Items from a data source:
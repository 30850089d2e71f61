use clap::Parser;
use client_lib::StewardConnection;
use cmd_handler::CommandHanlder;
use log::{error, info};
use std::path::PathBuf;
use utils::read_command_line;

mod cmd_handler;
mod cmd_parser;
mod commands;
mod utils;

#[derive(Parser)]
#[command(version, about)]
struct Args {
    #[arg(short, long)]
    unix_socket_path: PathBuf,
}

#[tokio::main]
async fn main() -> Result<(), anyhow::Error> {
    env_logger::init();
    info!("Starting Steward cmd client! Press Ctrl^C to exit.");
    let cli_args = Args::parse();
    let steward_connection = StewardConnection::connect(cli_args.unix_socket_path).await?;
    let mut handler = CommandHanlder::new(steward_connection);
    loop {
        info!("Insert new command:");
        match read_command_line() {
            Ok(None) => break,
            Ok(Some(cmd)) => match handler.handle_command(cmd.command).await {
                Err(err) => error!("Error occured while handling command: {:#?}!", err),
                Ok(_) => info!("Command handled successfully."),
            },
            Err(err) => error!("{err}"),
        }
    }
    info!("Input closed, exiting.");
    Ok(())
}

Task to carry out —
Your reply should be nothing but the lines from the one containing "env_logger::init();" through the last line above, copied exactly; please include both ends.

Exercise solution —
    env_logger::init();
    info!("Starting Steward cmd client! Press Ctrl^C to exit.");
    let cli_args = Args::parse();
    let steward_connection = StewardConnection::connect(cli_args.unix_socket_path).await?;
    let mut handler = CommandHanlder::new(steward_connection);
    loop {
        info!("Insert new command:");
        match read_command_line() {
            Ok(None) => break,
            Ok(Some(cmd)) => match handler.handle_command(cmd.command).await {
                Err(err) => error!("Error occured while handling command: {:#?}!", err),
                Ok(_) => info!("Command handled successfully."),
            },
            Err(err) => error!("{err}"),
        }
    }
    info!("Input closed, exiting.");
    Ok(())
}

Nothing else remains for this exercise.